I want to return the starid associated with the greatest number of planets and moons combined.
I've got a query that will return the starid, planetid and total planets + moons.
How do I change this query so it only returns the single starid corresponding to the max(total) and not a table? This is my query so far:
select
stars.starid as sid,
planets.planetid as pid,
(count(moons.moonid)+count(planets.planetid)) as total
from stars, planets, moons
where planets.planetid=moons.planetid and stars.starid=planets.starid
group by stars.starid
Let's visualize a system that might be represented by this database structure, and see if we can't translate your question into working SQL.
I drew you a galaxy:
To distinguish stars and planets from moons, I've used capital Roman numerals for starid values and lower-case Roman numerals for moonid values. And since everyone knows that astronomers have nothing to do on those long nights in the observatory but drink, I put an unexplained gap in the middle of your planetid values. Gaps like these will occur when using so-called "surrogate" IDs, because their values hold no meaning; they are simply unique identifiers for rows.
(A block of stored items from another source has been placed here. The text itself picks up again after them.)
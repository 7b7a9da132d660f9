//! Voice and language catalog.
//!
//! The catalog is loaded once from a Piper-style `voices.json` (an object keyed
//! by voice id) and never mutated afterwards. Voice order and per-voice file
//! order follow the document, so every "first" below is deterministic.

use std::fmt;
use std::path::Path;

use serde::{Deserialize, Serialize};

use crate::language::family_of;

/// Extension marking a voice's model asset.
pub const MODEL_EXTENSION: &str = ".onnx";

/// Suffix appended to the model path to get its config asset.
pub const CONFIG_SUFFIX: &str = ".json";

#[derive(thiserror::Error, Debug)]
pub enum CatalogError {
    #[error("No model files found for voice {0}")]
    NoModelFiles(String),
    #[error("Failed to parse voice catalog: {0}")]
    Parse(#[from] serde_json::Error),
    #[error("I/O error: {0}")]
    Io(#[from] std::io::Error),
}

#[derive(Debug, Clone, Default, PartialEq, Eq, Serialize, Deserialize)]
pub struct Language {
    /// Locale identifier, `primary_REGION` (e.g. `en_US`)
    pub code: String,
    /// Primary subtag (e.g. `en`)
    #[serde(default)]
    pub family: String,
    #[serde(default)]
    pub name_english: String,
    #[serde(default, skip_serializing_if = "Option::is_none")]
    pub name_native: Option<String>,
    #[serde(default, skip_serializing_if = "Option::is_none")]
    pub region: Option<String>,
    #[serde(default, skip_serializing_if = "Option::is_none")]
    pub country_english: Option<String>,
}

impl Language {
    /// The family subtag, derived from `code` when the catalog omits it.
    pub fn family_subtag(&self) -> &str {
        if self.family.is_empty() {
            family_of(&self.code)
        } else {
            &self.family
        }
    }

    pub fn is_english(&self) -> bool {
        self.family_subtag() == "en"
    }
}

/// Quality tier, ordered `x_low < low < medium < high`.
#[derive(Debug, Clone, Copy, PartialEq, Eq, PartialOrd, Ord, Hash, Serialize, Deserialize)]
#[serde(rename_all = "snake_case")]
pub enum Quality {
    XLow,
    Low,
    Medium,
    High,
}

impl fmt::Display for Quality {
    fn fmt(&self, f: &mut fmt::Formatter<'_>) -> fmt::Result {
        f.write_str(match self {
            Quality::XLow => "x_low",
            Quality::Low => "low",
            Quality::Medium => "medium",
            Quality::High => "high",
        })
    }
}

#[derive(Debug, Clone, Default, PartialEq, Eq, Serialize, Deserialize)]
pub struct VoiceFile {
    #[serde(default)]
    pub size_bytes: u64,
    #[serde(default, skip_serializing_if = "Option::is_none")]
    pub md5_digest: Option<String>,
}

#[derive(Debug, Clone, PartialEq, Serialize, Deserialize)]
pub struct Voice {
    /// Catalog key, e.g. `en_US-lessac-medium`
    #[serde(default, alias = "key")]
    pub id: String,
    pub name: String,
    pub language: Language,
    pub quality: Quality,
    /// Asset files in catalog order: relative path → metadata
    #[serde(default, with = "ordered_map")]
    pub files: Vec<(String, VoiceFile)>,
    #[serde(default, skip_serializing_if = "Option::is_none")]
    pub num_speakers: Option<u32>,
}

impl Voice {
    /// Size of the model asset, if the catalog lists one.
    pub fn model_size_bytes(&self) -> Option<u64> {
        self.files
            .iter()
            .find(|(name, _)| name.ends_with(MODEL_EXTENSION))
            .map(|(_, file)| file.size_bytes)
            .filter(|&size| size > 0)
    }
}

/// Store-relative paths of a voice's two assets.
#[derive(Debug, Clone, PartialEq, Eq)]
pub struct ModelPaths {
    pub model_path: String,
    pub config_path: String,
}

/// Derive the model and config paths from the first model-kind file.
pub fn get_model_paths(voice: &Voice) -> Result<ModelPaths, CatalogError> {
    let (model_path, _) = voice
        .files
        .iter()
        .find(|(name, _)| name.ends_with(MODEL_EXTENSION))
        .ok_or_else(|| CatalogError::NoModelFiles(voice.id.clone()))?;

    Ok(ModelPaths {
        model_path: model_path.clone(),
        config_path: format!("{model_path}{CONFIG_SUFFIX}"),
    })
}

/// Distinct languages referenced by `voices`, sorted by English name.
pub fn extract_languages(voices: &[Voice]) -> Vec<Language> {
    let mut languages: Vec<Language> = Vec::new();
    for voice in voices {
        if !languages.iter().any(|l| l.code == voice.language.code) {
            languages.push(voice.language.clone());
        }
    }
    languages.sort_by(|a, b| a.name_english.cmp(&b.name_english));
    languages
}

/// Voices for one language code, sorted by quality tier then name.
pub fn get_voices_for_language<'a>(voices: &'a [Voice], code: &str) -> Vec<&'a Voice> {
    let mut matching: Vec<&Voice> = voices.iter().filter(|v| v.language.code == code).collect();
    matching.sort_by(|a, b| a.quality.cmp(&b.quality).then_with(|| a.name.cmp(&b.name)));
    matching
}

/// The English language if present, else the first one.
pub fn get_default_language(languages: &[Language]) -> Option<&Language> {
    languages
        .iter()
        .find(|l| l.is_english())
        .or_else(|| languages.first())
}

/// First medium voice, else first high voice, else the first voice.
pub fn get_default_voice<'a>(voices: &[&'a Voice]) -> Option<&'a Voice> {
    let first_of = |quality: Quality| voices.iter().copied().find(|v| v.quality == quality);
    first_of(Quality::Medium)
        .or_else(|| first_of(Quality::High))
        .or_else(|| voices.first().copied())
}

/// Immutable index over the loaded voices.
#[derive(Debug, Clone, Default)]
pub struct VoiceCatalog {
    voices: Vec<Voice>,
    languages: Vec<Language>,
}

impl VoiceCatalog {
    pub fn from_voices(voices: Vec<Voice>) -> Self {
        for voice in &voices {
            if get_model_paths(voice).is_err() {
                log::warn!("Voice {} lists no model asset", voice.id);
            }
        }
        let languages = extract_languages(&voices);
        log::info!(
            "Loaded voice catalog: {} voices, {} languages",
            voices.len(),
            languages.len()
        );
        Self { voices, languages }
    }

    /// Parse a `voices.json` document.
    pub fn from_json(json: &str) -> Result<Self, CatalogError> {
        let entries: ordered_map::Entries<Voice> = serde_json::from_str(json)?;
        let voices = entries
            .0
            .into_iter()
            .map(|(key, mut voice)| {
                if voice.id.is_empty() {
                    voice.id = key;
                }
                voice
            })
            .collect();
        Ok(Self::from_voices(voices))
    }

    pub fn from_json_file(path: impl AsRef<Path>) -> Result<Self, CatalogError> {
        let content = std::fs::read_to_string(path)?;
        Self::from_json(&content)
    }

    pub fn voices(&self) -> &[Voice] {
        &self.voices
    }

    /// Languages sorted by English name.
    pub fn languages(&self) -> &[Language] {
        &self.languages
    }

    pub fn get(&self, id: &str) -> Option<&Voice> {
        self.voices.iter().find(|v| v.id == id)
    }

    pub fn language(&self, code: &str) -> Option<&Language> {
        self.languages.iter().find(|l| l.code == code)
    }

    pub fn voices_for_language(&self, code: &str) -> Vec<&Voice> {
        get_voices_for_language(&self.voices, code)
    }

    pub fn default_language(&self) -> Option<&Language> {
        get_default_language(&self.languages)
    }

    pub fn default_voice_for_language(&self, code: &str) -> Option<&Voice> {
        get_default_voice(&self.voices_for_language(code))
    }
}

/// Serde adapter keeping JSON object entries in document order.
mod ordered_map {
    use std::fmt;
    use std::marker::PhantomData;

    use serde::de::{Deserialize, Deserializer, MapAccess, Visitor};
    use serde::ser::{SerializeMap, Serializer};
    use serde::Serialize;

    pub struct Entries<V>(pub Vec<(String, V)>);

    impl<'de, V: Deserialize<'de>> Deserialize<'de> for Entries<V> {
        fn deserialize<D: Deserializer<'de>>(deserializer: D) -> Result<Self, D::Error> {
            deserialize(deserializer).map(Entries)
        }
    }

    #[allow(clippy::ptr_arg)]
    pub fn serialize<S, V>(entries: &Vec<(String, V)>, serializer: S) -> Result<S::Ok, S::Error>
    where
        S: Serializer,
        V: Serialize,
    {
        let mut map = serializer.serialize_map(Some(entries.len()))?;
        for (key, value) in entries {
            map.serialize_entry(key, value)?;
        }
        map.end()
    }

    pub fn deserialize<'de, D, V>(deserializer: D) -> Result<Vec<(String, V)>, D::Error>
    where
        D: Deserializer<'de>,
        V: Deserialize<'de>,
    {
        struct OrderedVisitor<V>(PhantomData<V>);

        impl<'de, V: Deserialize<'de>> Visitor<'de> for OrderedVisitor<V> {
            type Value = Vec<(String, V)>;

            fn expecting(&self, f: &mut fmt::Formatter<'_>) -> fmt::Result {
                f.write_str("a map")
            }

            fn visit_map<A: MapAccess<'de>>(self, mut access: A) -> Result<Self::Value, A::Error> {
                let mut entries = Vec::with_capacity(access.size_hint().unwrap_or(0));
                while let Some((key, value)) = access.next_entry::<String, V>()? {
                    entries.push((key, value));
                }
                Ok(entries)
            }
        }

        deserializer.deserialize_map(OrderedVisitor(PhantomData))
    }
}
If you'd like to follow along, here's the galaxy naively loaded into SQL Fiddle (if you get a popup about switching to WebSQL, you may need to hit "cancel" and stick with SQL.js for this example to work).
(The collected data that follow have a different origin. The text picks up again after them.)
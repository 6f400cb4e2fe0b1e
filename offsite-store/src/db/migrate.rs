use crate::db::connection::DbPool;
use std::fs;
use std::path::Path;

const SCHEMA: &str = r#"
CREATE TABLE IF NOT EXISTS object_versions (
  id TEXT PRIMARY KEY,
  bucket TEXT NOT NULL,
  key TEXT NOT NULL,
  sha1 TEXT NOT NULL CHECK(length(sha1) = 40),
  size INTEGER NOT NULL CHECK(size >= 0),
  blob_path TEXT NOT NULL,
  uploaded_at TEXT NOT NULL
);

CREATE INDEX IF NOT EXISTS idx_object_versions_bucket_key ON object_versions(bucket, key);
CREATE INDEX IF NOT EXISTS idx_object_versions_uploaded_at ON object_versions(uploaded_at DESC);
"#;

pub fn migrate(pool: &DbPool, data_dir: &Path, blobs_dir: &Path) -> anyhow::Result<()> {
    tracing::info!("[DB] Starting database migration...");

    fs::create_dir_all(data_dir)?;
    fs::create_dir_all(blobs_dir)?;

    let conn = pool.get()?;
    conn.execute_batch(SCHEMA)?;

    tracing::info!("[DB] Migration completed successfully");
    Ok(())
}
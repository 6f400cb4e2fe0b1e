//! Remote object store abstraction.
//!
//! The sync engine only ever needs three things from a bucket: the versions
//! stored under one key, a way to add a version, and (for `--print`) a
//! listing of everything.

pub mod http;
pub mod memory;

use crate::hash::ContentDigest;
use crate::mapper::RemoteKey;
use crate::utils::errors::Result;
use async_trait::async_trait;
use chrono::{DateTime, Utc};
use futures_util::stream::BoxStream;
use serde::{Deserialize, Serialize};

pub use http::{BucketInfo, HttpStore};
pub use memory::MemoryStore;

/// One stored version of an object, as reported by the store
#[derive(Debug, Clone, PartialEq, Eq, Serialize, Deserialize)]
pub struct RemoteVersion {
    pub id: String,
    pub key: RemoteKey,
    #[serde(rename = "sha1")]
    pub digest: ContentDigest,
    pub size: u64,
    pub uploaded_at: DateTime<Utc>,
}

impl RemoteVersion {
    /// Line printed by `--print`
    pub fn listing_line(&self) -> String {
        format!(
            "{}, uploaded at {}, SHA1: {}",
            self.key,
            self.uploaded_at.format("%Y-%m-%d %H:%M:%S UTC"),
            self.digest
        )
    }
}

#[async_trait]
pub trait RemoteStore: Send + Sync {
    /// All versions stored under `key`, newest first; empty when there are none
    async fn list_versions(&self, key: &RemoteKey) -> Result<Vec<RemoteVersion>>;

    /// Store `content` as a new version of `key`
    async fn upload(&self, key: &RemoteKey, content: Vec<u8>) -> Result<RemoteVersion>;

    /// Latest version of every key. Nothing is fetched until the stream is polled.
    fn list_all(&self) -> BoxStream<'_, Result<RemoteVersion>>;
}
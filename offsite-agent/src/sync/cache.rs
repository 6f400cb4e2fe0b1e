//! Per-run cache of remote versions, filled one key at a time.
//!
//! Listing a key's versions is a round trip to the store; comparing digests
//! is not. The first question about a key fetches all of its versions, and
//! every later question about that key is answered locally. Only keys the
//! run actually touches are ever listed.

use crate::hash::ContentDigest;
use crate::mapper::RemoteKey;
use crate::store::{RemoteStore, RemoteVersion};
use crate::utils::errors::Result;
use std::collections::HashMap;
use tracing::debug;

#[derive(Debug, Default)]
pub struct ExistenceCache {
    versions: HashMap<RemoteKey, Vec<RemoteVersion>>,
}

impl ExistenceCache {
    pub fn new() -> Self {
        Self::default()
    }

    /// Does the store hold a version of `key` whose content hashes to `digest`?
    ///
    /// A failed listing is returned as an error and leaves the key uncached;
    /// it never counts as a hit.
    pub async fn has_version_with_digest(
        &mut self,
        store: &dyn RemoteStore,
        key: &RemoteKey,
        digest: &ContentDigest,
    ) -> Result<bool> {
        if !self.versions.contains_key(key) {
            let fetched = store.list_versions(key).await?;
            debug!("Cached {} remote version(s) of {}", fetched.len(), key);
            self.versions.insert(key.clone(), fetched);
        }

        Ok(self
            .versions
            .get(key)
            .is_some_and(|versions| versions.iter().any(|v| v.digest == *digest)))
    }

    /// Remember a version this run created, so the same key is not re-uploaded
    pub fn record(&mut self, version: RemoteVersion) {
        self.versions
            .entry(version.key.clone())
            .or_default()
            .insert(0, version);
    }

    /// Number of keys listed so far
    pub fn len(&self) -> usize {
        self.versions.len()
    }

    pub fn is_empty(&self) -> bool {
        self.versions.is_empty()
    }

    pub fn is_cached(&self, key: &RemoteKey) -> bool {
        self.versions.contains_key(key)
    }
}
//! Incremental sync: walk, hash, check the bucket, upload what is missing.

pub mod cache;
pub mod engine;
pub mod report;

pub use cache::ExistenceCache;
pub use engine::SyncSession;
pub use report::{FileOutcome, SyncEvent, SyncReport};
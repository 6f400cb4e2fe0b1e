//! Sync engine - decides, file by file, whether an upload is needed.
//!
//! Files are processed strictly one after another: walk, hash, ask the
//! existence cache, upload on a miss. A failure on one file is logged,
//! reported as a `Failed` event and the run moves on to the next file.
//! Cancellation is only observed between files; a hash or upload that has
//! started always runs to completion or failure.

use super::cache::ExistenceCache;
use super::report::{FileOutcome, SyncEvent, SyncReport};
use crate::fs::walker::{walk_folder_with_callback, LocalFile, WalkEntry};
use crate::hash::digest_file;
use crate::ignore::IgnoreMatcher;
use crate::mapper::remote_key;
use crate::store::RemoteStore;
use crate::utils::errors::{Result, SyncError};
use std::ops::ControlFlow;
use std::path::Path;
use std::sync::Arc;
use tokio::sync::mpsc;
use tokio::task::JoinHandle;
use tokio_util::sync::CancellationToken;
use tracing::{error, info, warn};

/// Walk entries buffered ahead of the file being processed
const WALK_CHANNEL_CAPACITY: usize = 256;

/// Everything one run needs: the store, the rules, the per-run cache
pub struct SyncSession {
    store: Arc<dyn RemoteStore>,
    matcher: IgnoreMatcher,
    cache: ExistenceCache,
    cancel_token: CancellationToken,
    subscriber: Option<mpsc::UnboundedSender<SyncEvent>>,
}

impl SyncSession {
    /// Create a new session (no cancellation support)
    pub fn new(store: Arc<dyn RemoteStore>, matcher: IgnoreMatcher) -> Self {
        Self::with_cancel(store, matcher, CancellationToken::new())
    }

    /// Create a new session that stops between files once `cancel_token` fires
    pub fn with_cancel(
        store: Arc<dyn RemoteStore>,
        matcher: IgnoreMatcher,
        cancel_token: CancellationToken,
    ) -> Self {
        Self {
            store,
            matcher,
            cache: ExistenceCache::new(),
            cancel_token,
            subscriber: None,
        }
    }

    /// Receive every event of subsequent runs
    pub fn subscribe(&mut self) -> mpsc::UnboundedReceiver<SyncEvent> {
        let (tx, rx) = mpsc::unbounded_channel();
        self.subscriber = Some(tx);
        rx
    }

    pub fn cache(&self) -> &ExistenceCache {
        &self.cache
    }

    /// Back up every folder in order and summarize what happened
    pub async fn sync<P: AsRef<Path>>(&mut self, folders: &[P]) -> SyncReport {
        let mut report = SyncReport::default();
        let mut cancelled = false;

        for folder in folders {
            if self.cancel_token.is_cancelled() {
                cancelled = true;
                break;
            }

            // Walked as configured; keys are made absolute per file
            let folder = folder.as_ref();
            info!("Backing up folder: {}", folder.display());

            let (tx, mut rx) = mpsc::channel(WALK_CHANNEL_CAPACITY);
            let walk = self.spawn_walk(folder, tx);

            while let Some(entry) = rx.recv().await {
                if self.cancel_token.is_cancelled() {
                    break;
                }
                let event = self.handle_entry(entry).await;
                self.emit(&mut report, event);
            }

            // Dropping the receiver stops a walker blocked on a full channel
            drop(rx);
            if let Err(e) = walk.await {
                let event = SyncEvent::Failed {
                    path: folder.to_path_buf(),
                    error: format!("directory walk aborted: {}", e),
                };
                self.emit(&mut report, event);
            }

            if self.cancel_token.is_cancelled() {
                cancelled = true;
                break;
            }
        }

        if cancelled {
            self.emit(&mut report, SyncEvent::Cancelled);
        }

        info!("Sync finished: {}", report);
        report
    }

    async fn handle_entry(&mut self, entry: WalkEntry) -> SyncEvent {
        match entry {
            WalkEntry::IgnoredDirectory { path, rule } => SyncEvent::DirectoryIgnored { path, rule },
            WalkEntry::IgnoredFile { path, rule } => SyncEvent::FileIgnored { path, rule },
            WalkEntry::Error { path, error } => SyncEvent::Failed { path, error },
            WalkEntry::File(file) => match self.process_file(&file).await {
                Ok(outcome) => SyncEvent::from_outcome(file.path, outcome),
                Err(e) => SyncEvent::Failed {
                    path: file.path,
                    error: e.to_string(),
                },
            },
        }
    }

    /// Hash one file, consult the cache and upload on a miss
    pub async fn process_file(&mut self, file: &LocalFile) -> Result<FileOutcome> {
        let key = remote_key(&std::path::absolute(&file.path)?);

        let path = file.path.clone();
        let digest = tokio::task::spawn_blocking(move || digest_file(&path))
            .await
            .map_err(|e| SyncError::Io(std::io::Error::other(e)))??;

        if self
            .cache
            .has_version_with_digest(self.store.as_ref(), &key, &digest)
            .await?
        {
            return Ok(FileOutcome::Skipped { key, digest });
        }

        info!("Uploading {}...", file.path.display());
        let content = tokio::fs::read(&file.path).await?;
        let version = self.store.upload(&key, content).await?;

        if version.digest != digest {
            warn!(
                "{} changed while it was being backed up (hashed {}, stored {})",
                file.path.display(),
                digest,
                version.digest
            );
        }

        self.cache.record(version.clone());
        Ok(FileOutcome::Uploaded(version))
    }

    /// Walk one folder on the blocking pool, streaming entries into `tx`.
    /// The walk stops early on cancellation or once the receiver is gone.
    fn spawn_walk(&self, folder: &Path, tx: mpsc::Sender<WalkEntry>) -> JoinHandle<()> {
        let root = folder.to_path_buf();
        let matcher = self.matcher.clone();
        let cancel_token = self.cancel_token.clone();

        tokio::task::spawn_blocking(move || {
            walk_folder_with_callback(&root, &matcher, |entry| {
                if cancel_token.is_cancelled() || tx.blocking_send(entry).is_err() {
                    ControlFlow::Break(())
                } else {
                    ControlFlow::Continue(())
                }
            })
        })
    }

    fn emit(&self, report: &mut SyncReport, event: SyncEvent) {
        match &event {
            SyncEvent::DirectoryIgnored { path, .. } => info!("Ignoring directory: {}", path.display()),
            SyncEvent::FileIgnored { path, .. } => info!("Ignoring file: {}", path.display()),
            SyncEvent::Skipped { key, .. } => {
                info!("File {} already exists in the bucket. Skipping...", key)
            }
            SyncEvent::Uploaded { version, .. } => info!("Uploaded {} successfully!", version.key),
            SyncEvent::Failed { path, error } => {
                error!("Error occurred while processing file {}: {}", path.display(), error)
            }
            SyncEvent::Cancelled => warn!("Sync cancelled, remaining files were not processed"),
        }

        report.record(&event);

        if let Some(tx) = &self.subscriber {
            // A dropped receiver just means nobody is listening anymore
            let _ = tx.send(event);
        }
    }
}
Let's see, what was it you wanted again?
I want to return the starid associated with the greatest number of planets and moons combined
Awesome. Rephrased, the question is: Which star is associated with the greatest number of orbiting bodies?
Star (I) has 1 planet with 3 moons;
Star (II) has 1 planet with 1 moon and 1 planet with 2 moons;
Star (III) has 1 planet with 1 moon and 2 planets with no moons.
All we're doing here is counting the different entities associated with each star. With a total of 5 orbiting bodies, star (II) is the winner! So the final result we expect from a working query is:
| starid |
|--------|
| 2 |
I intentionally drew this awesome galaxy such that the "winning" star doesn't have the most planets and isn't associated with the planet that has the most moons. If those astronomers weren't all three sheets to the wind, I might have gotten an extra moon out of planet (1) as well, so that our winning star isn't tied for most moons total. It'll be convenient for us in this demonstration if star (II) only answers the question we're asking and not any other questions with potentially similar queries, to reduce our chances of arriving at the right answer via the wrong query.
Lost in translation
The first thing I want to do is introduce you to the explicit JOIN syntax. This is going to be your very close friend. You will always JOIN your tables, no matter what some silly tutorial says. Trust in my far sillier advice instead (and optionally, read Explicit vs implicit SQL joins).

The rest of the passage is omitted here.